Kilikya’nın 19. Yüzyılda geçirdiği ekonomik değişimler, Osmanlı İmparatorluğu’nun dünya ekonomisine entegrasyonu ile yakından bağlantılıydı. 1838 İngiliz-Osmanlı Ticaret Antlaşması, ticaret tekellerini bitirdi, İngiliz tüccarlara gümrük vergilerini ortadan kaldırdı ve Avrupalıların imparatorluk genelinde yerleşmesine imkân tanıdı. Bu dönüşüm, birçok Müslüman tüccarı dezavantajlı duruma düşürürken, Avrupalıların himayesinden ve vergi muafiyetlerinden yararlanan Hıristiyanlar ve Yahudiler genellikle daha çok kazanç sağladı. “Beyaz altın” olarak bilinen pamuk, Kilikya’nın yükselişinde merkezî bir rol oynadı. Dört yüzyıldan beri ekilmekte olan pamuk, ancak 19. yüzyılın sonlarında önemli bir ihracat ürünü hâline geldi ve Mersin’i, İzmir’i geride bırakarak imparatorluğun başlıca pamuk limanı konumuna getirdi.
Kilikya tarımı mevsimsel bir ritme göre işliyordu: Kış tahılları (arpa, buğday) yerini yaz mahsullerine (pamuk ve susam) bırakıyordu. Her yıl 60 bin ile 120 bin arasında göçmen işçi –çoğunluğu doğu vilayetlerinden gelen Müslüman ve Ermeni köylüler– hasatta çalışmak için bölgeye geliyor, ardından köylerine geri dönüyordu. Amerikan İç Savaşı’nın (1861-1865), ABD’nin pamuk ihracatını kesintiye uğratması Kilikya’daki pamuk üretimini daha da artırdı. Osmanlı hükümeti bu genişlemeyi, makine ithalatını vergiden muaf tutarak, Amerikan tohumlarını dağıtarak ve tarımsal risaleler yayımlayarak destekledi.
1800’lerin sonlarında, Fransız mühendis Justin Daudet, Rum Trypani ailesi ve önde gelen yerel toprak sahipleri gibi yabancı ve yerli girişimciler modern makineler, buharlı değirmenler ve çırçır fabrikaları kurmaya başladılar. 1909’a gelindiğinde Adana’da yüzlerce çırçır makinesi, iplik fabrikası, yağhane ve harman makinesi vardı. Bunların çoğu İngiltere ve Almanya’dan ithal edilmişti. Mekanizasyon, mevsimlik işgücüne olan bağımlılığı azaltarak birçok işçinin yerinden edilmesine ve toplumsal gerilimlerin artmasına yol açtı.

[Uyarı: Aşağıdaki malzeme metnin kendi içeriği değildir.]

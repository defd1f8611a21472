use std::path::PathBuf;

use thiserror::Error;

#[derive(Error, Debug)]
pub enum EngineError {
    /// The executable is not installed (or not under the configured directory).
    #[error("required tool `{tool}` was not found at {path}")]
    ToolMissing { tool: &'static str, path: PathBuf },

    #[error("cannot launch `{tool}`")]
    Launch {
        tool: &'static str,
        #[source]
        source: std::io::Error,
    },

    #[error("`{tool}` exited with {status}: {stderr}")]
    Failed {
        tool: &'static str,
        status: String,
        stderr: String,
    },

    #[error("cannot access {path}")]
    Io {
        path: PathBuf,
        #[source]
        source: std::io::Error,
    },

    #[error("training sample for {base} has no image")]
    MissingImage { base: PathBuf },
}

impl EngineError {
    pub(crate) fn io(path: impl Into<PathBuf>) -> impl FnOnce(std::io::Error) -> Self {
        let path = path.into();
        move |source| Self::Io { path, source }
    }
}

Ekonomik büyüme ise eşitsizdi. Ermeniler ve Rumlar orantısız biçimde daha fazla kazanç sağladı, bu durum Müslümanlar arasında hoşnutsuzluğu artırdı. Modernleşme ve ihracat genişlemesi böylece hem refah hem de topluluklar arası gerginlik getirdi. Özellikle Ermenilere duyulan ekonomik kıskançlık yoğunlaştı. Kaynaklar üzerindeki rekabetin giderek artması, etno-dinî çatışmanın başlıca nedenlerinden biri hâline geldi.

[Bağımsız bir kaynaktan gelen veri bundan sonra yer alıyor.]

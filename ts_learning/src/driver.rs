//! Sequences the stages against one corpus and records every outcome.

use std::path::PathBuf;

use corpus_lib::{
    CorpusStore, PipelineConfig,
    manifest::build_manifest,
    splitter::{SplitSummary, split_corpus},
    validator::validate,
};
use serde::Serialize;
use tesseract_lib::Engine;
use tracing::{error, info, warn};

use crate::{
    error::{PipelineError, Stage, StageError},
    features::extract_features,
    history::{RunHistory, StageStatus},
    seed::build_seed,
    smoke::{SmokeResult, smoke_test},
    training::TrainingOrchestrator,
};

#[derive(Clone, Debug, Default, Serialize)]
pub struct PipelineReport {
    pub corpus_root: PathBuf,
    pub model_name: String,
    pub images: usize,
    pub split: Option<SplitSummary>,
    pub box_files: usize,
    pub extraction_failures: Vec<String>,
    pub symbols: usize,
    pub seed_model: PathBuf,
    pub manifest: PathBuf,
    pub samples: usize,
    /// Entries left out of the manifest because their box extraction failed.
    pub excluded_samples: usize,
    pub checkpoint: PathBuf,
    pub final_model: PathBuf,
    pub smoke: Option<SmokeResult>,
}

pub struct Pipeline<'a> {
    engine: &'a dyn Engine,
    config: &'a PipelineConfig,
    store: CorpusStore,
    history: RunHistory,
}

impl<'a> Pipeline<'a> {
    pub fn new(engine: &'a dyn Engine, config: &'a PipelineConfig) -> Result<Self, PipelineError> {
        let store = CorpusStore::open(&config.corpus_root).map_err(|err| PipelineError {
            stage: Stage::Preflight,
            source: err.into(),
        })?;
        let history = RunHistory::new(store.history_path());
        Ok(Self { engine, config, store, history })
    }

    pub fn store(&self) -> &CorpusStore {
        &self.store
    }

    fn note(&self, stage: Stage, status: StageStatus, detail: &str) {
        if let Err(err) = self.history.record(stage, status, detail) {
            warn!(path = %self.history.path().display(), error = %err, "cannot append run history");
        }
    }

    fn record<T>(
        &self,
        stage: Stage,
        result: Result<T, StageError>,
        status: impl FnOnce(&T) -> StageStatus,
    ) -> Result<T, PipelineError> {
        match result {
            Ok(value) => {
                self.note(stage, status(&value), "");
                Ok(value)
            }
            Err(source) => {
                error!(%stage, error = %source, "stage failed");
                self.note(stage, StageStatus::Failed, &source.to_string());
                Err(PipelineError { stage, source })
            }
        }
    }

    fn stage<T>(&self, stage: Stage, run: impl FnOnce() -> Result<T, StageError>) -> Result<T, PipelineError> {
        info!(%stage, "stage started");
        self.record(stage, run(), |_| StageStatus::Ok)
    }

    /// Like [`Pipeline::stage`], recorded as skipped when there was nothing to do.
    fn optional_stage<T>(
        &self,
        stage: Stage,
        run: impl FnOnce() -> Result<Option<T>, StageError>,
    ) -> Result<Option<T>, PipelineError> {
        info!(%stage, "stage started");
        self.record(stage, run(), |value| match value {
            Some(_) => StageStatus::Ok,
            None => StageStatus::Skipped,
        })
    }

    /// Runs every stage in order. Stage failures abort; the smoke test only
    /// warns.
    pub fn run(&self) -> Result<PipelineReport, PipelineError> {
        let config = self.config;
        let store = &self.store;
        let mut report = PipelineReport {
            corpus_root: store.root().to_path_buf(),
            model_name: config.model_name.clone(),
            ..PipelineReport::default()
        };

        self.stage(Stage::Preflight, || Ok(self.engine.check_available()?))?;
        let validation = self.stage(Stage::Validate, || Ok(validate(store)?))?;
        report.images = validation.image_count;

        let split = self.optional_stage(Stage::Split, || {
            let needs_split = store.entries()?.iter().any(|entry| entry.is_multiline(config.split_threshold));
            if !needs_split {
                info!("no multi-line entries");
                return Ok(None);
            }
            Ok(Some(split_corpus(store, config.split_threshold)?))
        })?;
        if let Some(summary) = split {
            let validation = self.stage(Stage::Validate, || Ok(validate(store)?))?;
            report.images = validation.image_count;
            report.split = Some(summary);
        }

        let extraction = self.stage(Stage::Extract, || {
            let entries = store.entries()?;
            extract_features(self.engine, store, &entries, config.psm)
        })?;
        report.box_files = extraction.box_files.len();
        report.symbols = extraction.inventory.len();

        let seed = self.stage(Stage::Seed, || build_seed(self.engine, store, config))?;
        report.seed_model = seed.clone();

        let manifest = self.stage(Stage::Manifest, || {
            let (eligible, excluded): (Vec<_>, Vec<_>) = store
                .entries()?
                .into_iter()
                .partition(|entry| !extraction.failed.contains(&entry.base));
            if !excluded.is_empty() {
                warn!(excluded = excluded.len(), "leaving samples without box files out of training");
            }
            report.excluded_samples = excluded.len();
            Ok(build_manifest(store, &eligible, config.split_threshold)?)
        })?;
        report.manifest = manifest.path.clone();
        report.samples = manifest.len();
        report.extraction_failures = extraction.failed;

        let orchestrator = TrainingOrchestrator::new(self.engine, store, config);
        report.checkpoint = self.stage(Stage::Train, || orchestrator.train(&seed, &manifest.path))?;
        report.final_model = self.stage(Stage::Finalize, || orchestrator.finalize(&seed))?;

        match smoke_test(self.engine, config, &manifest, &report.final_model) {
            Ok(result) => {
                self.note(Stage::Smoke, StageStatus::Ok, &result.recognized);
                report.smoke = Some(result);
            }
            Err(err) => {
                warn!(error = %err, "smoke test failed");
                self.note(Stage::Smoke, StageStatus::Warning, &err.to_string());
            }
        }

        info!(
            model = %report.final_model.display(),
            samples = report.samples,
            symbols = report.symbols,
            "pipeline finished"
        );
        Ok(report)
    }
}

Bu gerginlikler özellikle Adana’nın Salı pazarında görünür hâle geliyordu. Her hafta göçmen işçiler, tarlalardan şehre dönerek ücretlerini topluyor ve yeni sözleşmeler müzakere ediyordu. Katliamların kendisi, ekim mevsiminde, 13 Nisan 1909 Salı günü (Paskalya Salısı) başladı. O gün, birçok köylü –Ermeni, Kürt ve Türk– köylerine dönmek yerine geceyi şehirde geçirdi. İlk bölümde belirtildiği gibi, mevsimlik göç, o sırada Adana’da fazladan 60 ila 70 bin yoksul tarım işçisinin bulunması anlamına geliyordu. Zorlu koşullarda çalışan bu işçiler, çoğu zaman toprak sahipleriyle çatışıyor ve özellikle mekanizasyonun işgücüne olan ihtiyacı azaltmasından dolayı modernleşmeye tepki duyuyorlardı.

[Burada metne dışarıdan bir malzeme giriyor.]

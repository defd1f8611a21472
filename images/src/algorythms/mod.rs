use crate::error::ImageError;

/// Geometric operations on decoded images.
pub trait Algorythms: Sized {
    /// Returns the `w × h` sub-image whose top-left corner is `(x, y)`.
    ///
    /// The rectangle must lie inside the image; nothing is clamped.
    fn crop(&self, x: u32, y: u32, w: u32, h: u32) -> Result<Self, ImageError>;

    /// Returns the full-width horizontal band of `h` rows starting at row `y`.
    fn crop_rows(&self, y: u32, h: u32) -> Result<Self, ImageError>;
}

Belgeler, bu göçmen işçilerin –Türkler, Kürtler, Çerkesler, Giritli Müslümanlar, Müslüman muhacirler ve başıbozuklarla birlikte– Ermenilere ve yabancı şirketlere ait tarım aletlerini yok etmede önemli bir rol oynadığını açıkça gösteriyor. Bu kasıtlı sabotaj, makinelerin tarımda giderek emek gücünün yerini almasıyla geçim kaynaklarını tehdit eden modernite araçlarına yönelik doğrudan bir saldırı niteliği taşıyordu.

Adana Valisi Cevad Bey, Cebel-i Bereket Mutasarrıfı Asaf Bey, İttihat ve Terakki Cemiyeti’nin yerel lideri İhsan Fikri ve Ermeni ruhani lider Episkopos Muşeg Seropyan gibi aktörlerin rolünü detaylıca inceliyorsunuz. Bu kilit figürlerin katliamlardaki sorumlulukları ve olayların seyrine etkileri nelerdi?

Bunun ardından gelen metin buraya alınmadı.